Here is the viewpoint from a window, looking down onto the canal as it winds its way to the sea through a wetland landscape. The sea cliffs are off on the horizon line to the right.
The windowsill is bare to allow more space within the print for the view, and to enhance the feeling of being inside looking out.
The landscape is soft and chill: winter turning to spring, and the native flora has a pillowed, English feel to it, with beech, alder and willows growing in the wetland landscape. The wetland rushes, grasses and sedges unite Australia and the England in their wild mattedness, and speak more of a wild world than of a specific time and geographical place.
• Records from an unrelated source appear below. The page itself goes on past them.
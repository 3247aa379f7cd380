use chrono::{DateTime, Utc};
use serde::{Deserialize, Serialize};

#[derive(Clone, Debug, PartialEq, Deserialize)]
pub struct User {
    pub login: String,
}

#[derive(Clone, Debug, Deserialize)]
pub struct Repository {
    pub name: String,
    pub full_name: String,
    pub owner: User,
}

#[derive(Clone, Debug, Deserialize)]
pub struct Label {
    pub name: String,
    pub color: Option<String>,
    pub description: Option<String>,
}

#[derive(Clone, Debug, Deserialize)]
pub struct Comment {
    pub id: u64,
    pub user: User,
    pub body: String,
}

#[derive(Clone, Debug, Deserialize)]
pub struct Issue {
    pub number: u64,
    pub title: String,
    pub user: User,
}

/// A branch reference on a pull request. `ref` is a keyword, hence the rename.
#[derive(Clone, Debug, Deserialize)]
pub struct PullRequestBranch {
    #[serde(rename = "ref")]
    pub branch: String,
    pub sha: String,
}

#[derive(Clone, Debug, Deserialize)]
pub struct PullRequest {
    pub number: u64,
    pub title: String,
    pub body: Option<String>,
    pub user: User,
    pub draft: bool,
    pub head: PullRequestBranch,
    pub base: PullRequestBranch,
    #[serde(default)]
    pub labels: Vec<Label>,
    #[serde(default)]
    pub requested_reviewers: Vec<User>,
    /// Only populated on full PR payloads, not on the short references
    /// embedded in check suites.
    pub merged: Option<bool>,
    pub mergeable: Option<bool>,
}

/// Short PR reference as embedded in check-run / check-suite payloads.
#[derive(Clone, Debug, Deserialize)]
pub struct PullRequestRef {
    pub number: u64,
    pub head: PullRequestBranch,
    pub base: PullRequestBranch,
}

#[derive(Clone, Copy, Debug, PartialEq, Deserialize)]
#[serde(rename_all = "snake_case")]
pub enum CheckStatus {
    Completed,
    InProgress,
    Queued,
    Requested,
    Pending,
}

#[derive(Clone, Copy, Debug, PartialEq, Deserialize)]
#[serde(rename_all = "snake_case")]
pub enum CheckConclusion {
    ActionRequired,
    Cancelled,
    Failure,
    Neutral,
    Skipped,
    Stale,
    StartupFailure,
    Success,
    TimedOut,
}

#[derive(Clone, Debug, Deserialize)]
pub struct CheckRun {
    pub id: u64,
    pub name: String,
    pub head_sha: String,
    pub status: CheckStatus,
    pub conclusion: Option<CheckConclusion>,
    pub started_at: DateTime<Utc>,
    pub completed_at: Option<DateTime<Utc>>,
}

#[derive(Clone, Debug, Deserialize)]
pub struct CheckSuite {
    pub id: u64,
    pub head_sha: String,
    pub status: CheckStatus,
    pub conclusion: Option<CheckConclusion>,
    #[serde(default)]
    pub pull_requests: Vec<PullRequestRef>,
}

/// State of a commit status.
///
/// GitHub API docs: https://docs.github.com/en/rest/commits/statuses
#[derive(Clone, Copy, Debug, PartialEq, Serialize)]
#[serde(rename_all = "snake_case")]
pub enum CommitStatusState {
    Error,
    Failure,
    Pending,
    Success,
}

impl CommitStatusState {
    pub fn name(self) -> &'static str {
        match self {
            CommitStatusState::Error => "Error",
            CommitStatusState::Failure => "Failure",
            CommitStatusState::Pending => "Pending",
            CommitStatusState::Success => "Success",
        }
    }
}

#[derive(Clone, Copy, Debug, PartialEq, Serialize)]
#[serde(rename_all = "snake_case")]
pub enum ReactionType {
    #[serde(rename = "+1")]
    PlusOne,
    #[serde(rename = "-1")]
    MinusOne,
    Laugh,
    Confused,
    Heart,
    Hooray,
    Rocket,
    Eyes,
}

/// Aggregated review decision, only available through the GraphQL API.
#[derive(Clone, Copy, Debug, PartialEq, Deserialize)]
pub enum ReviewDecision {
    #[serde(rename = "APPROVED")]
    Approved,
    #[serde(rename = "CHANGES_REQUESTED")]
    ChangesRequested,
    #[serde(rename = "REVIEW_REQUIRED")]
    ReviewRequired,
}

#[derive(Clone, Debug, Deserialize)]
pub struct RepositoryInstallation {
    pub id: u64,
}

#[derive(Clone, Debug, Deserialize)]
pub struct InstallationToken {
    pub token: String,
    pub expires_at: DateTime<Utc>,
}

#[cfg(test)]
mod test {
    use super::*;

    #[test]
    fn pull_request_payload() {
        let json = r#"{
            "number": 1,
            "title": "Add feature",
            "body": null,
            "user": {"login": "foo"},
            "draft": false,
            "head": {"ref": "feature", "sha": "abcdef"},
            "base": {"ref": "main", "sha": "123456"},
            "labels": [],
            "requested_reviewers": [],
            "merged": false,
            "mergeable": true
        }"#;

        let pr: PullRequest = serde_json::from_str(json).unwrap();
        assert_eq!(pr.number, 1);
        assert_eq!(pr.head.branch, "feature");
        assert_eq!(pr.base.branch, "main");
        assert_eq!(pr.mergeable, Some(true));
    }

    #[test]
    fn check_run_conclusion() {
        let json = r#"{
            "id": 10,
            "name": "ci",
            "head_sha": "abcdef",
            "status": "completed",
            "conclusion": "success",
            "started_at": "2024-01-01T00:00:00Z",
            "completed_at": "2024-01-01T00:05:00Z"
        }"#;

        let run: CheckRun = serde_json::from_str(json).unwrap();
        assert_eq!(run.conclusion, Some(CheckConclusion::Success));
    }

    #[test]
    fn reaction_wire_format() {
        assert_eq!(
            serde_json::to_string(&ReactionType::PlusOne).unwrap(),
            "\"+1\""
        );
        assert_eq!(
            serde_json::to_string(&ReactionType::Eyes).unwrap(),
            "\"eyes\""
        );
    }
}
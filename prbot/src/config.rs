use crate::{Error, Result};
use std::env;

/// Environment variables are prefixed to avoid collisions, e.g.
/// `prbot_database_url`.
const ENV_PREFIX: &str = "prbot_";

#[derive(Clone, Debug)]
pub struct Config {
    pub bot_nickname: String,
    pub database_url: String,
    pub lock_url: String,
    pub tenor_key: String,
    pub log_level: String,

    pub github_webhook_secret: String,
    pub github_personal_token: String,
    pub github_app_client_id: String,
    pub github_app_private_key: String,

    pub server_ip: String,
    pub server_port: u16,
}

impl Config {
    /// Read the configuration from the environment (a `.env` file is loaded
    /// first when present).
    pub fn from_env() -> Result<Self> {
        dotenv::dotenv().ok();

        let config = Self {
            bot_nickname: var("bot_nickname").unwrap_or_else(|| "bot".to_owned()),
            database_url: required("database_url")?,
            lock_url: required("lock_url")?,
            tenor_key: var("tenor_key").unwrap_or_default(),
            log_level: var("log_level").unwrap_or_else(|| "info".to_owned()),
            github_webhook_secret: required("github_webhook_secret")?,
            github_personal_token: var("github_personal_token").unwrap_or_default(),
            github_app_client_id: var("github_app_client_id").unwrap_or_default(),
            // Private keys are passed as single-line variables with literal
            // `\n` sequences standing in for newlines.
            github_app_private_key: var("github_app_private_key")
                .map(|key| key.replace("\\n", "\n"))
                .unwrap_or_default(),
            server_ip: var("server_ip").unwrap_or_else(|| "0.0.0.0".to_owned()),
            server_port: var("server_port")
                .map(|port| {
                    port.parse()
                        .map_err(|_| Error::from(format!("invalid server port `{}`", port)))
                })
                .transpose()?
                .unwrap_or(8000),
        };

        if config.github_personal_token.is_empty()
            && (config.github_app_client_id.is_empty() || config.github_app_private_key.is_empty())
        {
            return Err(
                "missing GitHub credentials: set prbot_github_personal_token or \
                 prbot_github_app_client_id + prbot_github_app_private_key"
                    .into(),
            );
        }

        Ok(config)
    }

    /// Build the GitHub client matching the configured credentials. App
    /// credentials win over a personal token.
    pub fn github_client(&self) -> Result<github::Client> {
        let builder = github::Client::builder();

        let builder = if !self.github_app_client_id.is_empty()
            && !self.github_app_private_key.is_empty()
        {
            builder.app(
                self.github_app_client_id.clone(),
                self.github_app_private_key.clone(),
            )
        } else {
            builder.personal_token(self.github_personal_token.clone())
        };

        Ok(builder.build()?)
    }
}

fn var(name: &str) -> Option<String> {
    env::var(format!("{}{}", ENV_PREFIX, name)).ok()
}

fn required(name: &str) -> Result<String> {
    var(name).ok_or_else(|| Error::from(format!("missing required setting `{}{}`", ENV_PREFIX, name)))
}
impl Command {
    pub async fn execute(&self, ctx: &CommandContext<'_>) -> Result<CommandOutput> {
        match self {
            Command::SetQa(status) => self.execute_set_qa(ctx, *status).await,
            Command::SetChecksEnabled(value) => self.execute_set_checks_enabled(ctx, *value).await,
            Command::SetAutomerge(value) => self.execute_set_automerge(ctx, *value).await,
            Command::SetLocked { value, comment } => {
                self.execute_set_locked(ctx, *value, comment.as_deref()).await
            }
            Command::AssignReviewers(reviewers) => {
                ctx.add_reaction(ReactionType::Eyes).await?;
                ctx.ctx
                    .api
                    .add_reviewers(ctx.owner, ctx.name, ctx.number, reviewers)
                    .await?;
                Ok(CommandOutput { needs_sync: true })
            }
            Command::UnassignReviewers(reviewers) => {
                ctx.add_reaction(ReactionType::Eyes).await?;
                ctx.ctx
                    .api
                    .remove_reviewers(ctx.owner, ctx.name, ctx.number, reviewers)
                    .await?;
                Ok(CommandOutput { needs_sync: true })
            }
            Command::SetStrategy(strategy) => {
                ctx.add_reaction(ReactionType::Eyes).await?;
                ctx.ctx
                    .pull_request_store
                    .set_strategy_override(ctx.owner, ctx.name, ctx.number, *strategy)
                    .await?;
                Ok(CommandOutput { needs_sync: true })
            }
            Command::Merge(strategy) => self.execute_merge(ctx, *strategy).await,
            Command::AssignLabels(labels) => {
                ctx.add_reaction(ReactionType::Eyes).await?;
                ctx.ctx
                    .api
                    .add_labels(ctx.owner, ctx.name, ctx.number, labels)
                    .await?;
                Ok(CommandOutput { needs_sync: false })
            }
            Command::UnassignLabels(labels) => {
                ctx.add_reaction(ReactionType::Eyes).await?;
                let existing = ctx.ctx.api.labels(ctx.owner, ctx.name, ctx.number).await?;
                let remaining: Vec<String> = existing
                    .into_iter()
                    .filter(|label| !labels.contains(label))
                    .collect();
                ctx.ctx
                    .api
                    .replace_labels(ctx.owner, ctx.name, ctx.number, &remaining)
                    .await?;
                Ok(CommandOutput { needs_sync: false })
            }
            Command::Ping => {
                ctx.add_reaction(ReactionType::Eyes).await?;
                ctx.respond_to_author("Pong!").await?;
                Ok(CommandOutput { needs_sync: false })
            }
            Command::Gif(search) => {
                let gif = ctx.ctx.gif.query_first_match(search).await?;
                ctx.add_reaction(ReactionType::Eyes).await?;

                match gif {
                    Some(url) => ctx.respond_to_author(&format!("![gif]({})", url)).await?,
                    None => {
                        ctx.respond_to_author("No GIF found for your query... :cry:")
                            .await?
                    }
                }
                Ok(CommandOutput { needs_sync: false })
            }
            Command::Sync => {
                info!("manual sync requested by {}", ctx.author);
                SyncOrchestrator::new(ctx.ctx)
                    .process(ctx.owner, ctx.name, ctx.number, true)
                    .await?;
                ctx.add_reaction(ReactionType::Eyes).await?;
                Ok(CommandOutput { needs_sync: false })
            }
        }
    }

    async fn execute_set_qa(
        &self,
        ctx: &CommandContext<'_>,
        status: QaStatus,
    ) -> Result<CommandOutput> {
        info!("marking QA as {} on behalf of {}", status, ctx.author);

        ctx.ctx
            .pull_request_store
            .set_qa_status(ctx.owner, ctx.name, ctx.number, status)
            .await?;

        ctx.add_reaction(ReactionType::Eyes).await?;
        ctx.respond_to_author(&format!(
            "QA status is marked as **{}** by **{}**.",
            status, ctx.author
        ))
        .await?;

        Ok(CommandOutput { needs_sync: true })
    }

    async fn execute_set_checks_enabled(
        &self,
        ctx: &CommandContext<'_>,
        value: bool,
    ) -> Result<CommandOutput> {
        ctx.ctx
            .pull_request_store
            .set_checks_enabled(ctx.owner, ctx.name, ctx.number, value)
            .await?;

        ctx.add_reaction(ReactionType::Eyes).await?;
        if value {
            ctx.respond_to_author(&format!("Checks were enabled by **{}**.", ctx.author))
                .await?;
        } else {
            ctx.respond_to_author(&format!("Checks were disabled by **{}**.", ctx.author))
                .await?;
        }

        Ok(CommandOutput { needs_sync: true })
    }

    async fn execute_set_automerge(
        &self,
        ctx: &CommandContext<'_>,
        value: bool,
    ) -> Result<CommandOutput> {
        ctx.ctx
            .pull_request_store
            .set_automerge(ctx.owner, ctx.name, ctx.number, value)
            .await?;

        ctx.add_reaction(ReactionType::Eyes).await?;
        if value {
            ctx.respond_to_author("Pull request automerge is enabled.").await?;
        } else {
            ctx.respond_to_author("Pull request automerge is disabled.").await?;
        }

        Ok(CommandOutput { needs_sync: true })
    }

    async fn execute_set_locked(
        &self,
        ctx: &CommandContext<'_>,
        value: bool,
        comment: Option<&str>,
    ) -> Result<CommandOutput> {
        ctx.ctx
            .pull_request_store
            .set_locked(ctx.owner, ctx.name, ctx.number, value)
            .await?;

        ctx.add_reaction(ReactionType::Eyes).await?;
        match (value, comment) {
            (true, Some(comment)) => {
                ctx.respond_to_author(&format!("Pull request is now locked: {}.", comment))
                    .await?
            }
            (true, None) => ctx.respond_to_author("Pull request is now locked.").await?,
            (false, _) => ctx.respond_to_author("Pull request is now unlocked.").await?,
        }

        Ok(CommandOutput { needs_sync: true })
    }

    async fn execute_merge(
        &self,
        ctx: &CommandContext<'_>,
        strategy: Option<MergeStrategy>,
    ) -> Result<CommandOutput> {
        let state = SyncStateBuilder::new(ctx.ctx)
            .build(ctx.owner, ctx.name, ctx.number)
            .await?;
        let strategy = strategy.unwrap_or(state.merge_strategy);

        let result = ctx
            .ctx
            .api
            .merge_pull_request(
                ctx.owner,
                ctx.name,
                ctx.number,
                &format!("{} (#{})", state.title, state.number),
                "",
                strategy,
            )
            .await;

        match result {
            Ok(()) => ctx.add_reaction(ReactionType::PlusOne).await?,
            Err(err) => {
                ctx.add_reaction(ReactionType::Confused).await?;
                ctx.respond_to_author(&format!("Error: Could not merge pull request.\n\n{}", err))
                    .await?;
            }
        }

        Ok(CommandOutput { needs_sync: true })
    }
}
The boat bobs on the shoreline, and the island is in the distance, inviting adventure, and a step (albeit it a watery one) into the unknown. The horizon itself is backlit by a line of brightness, and the wind can be seen in the clouds which are building, vying with - yet balancing - the light reflecting off the water. Rushes and wetland plants reflect off the water, creating sharp contrasts. There is a blurred feel to the distinction between land and water in the middle distance: that liminal feeling of slipping from one to the other without being able to exactly see the join.
I spent a lot of time down at my local river, looking at how light plays on water, and revisited old sketches and photos of the sea whilst lockdown prevented me from visiting it personally.
I aimed to bring out the interplay between light, water and land through mark making and negative spaces which I struggle to articulate with a pencil, but can achieve effortlessly in lino.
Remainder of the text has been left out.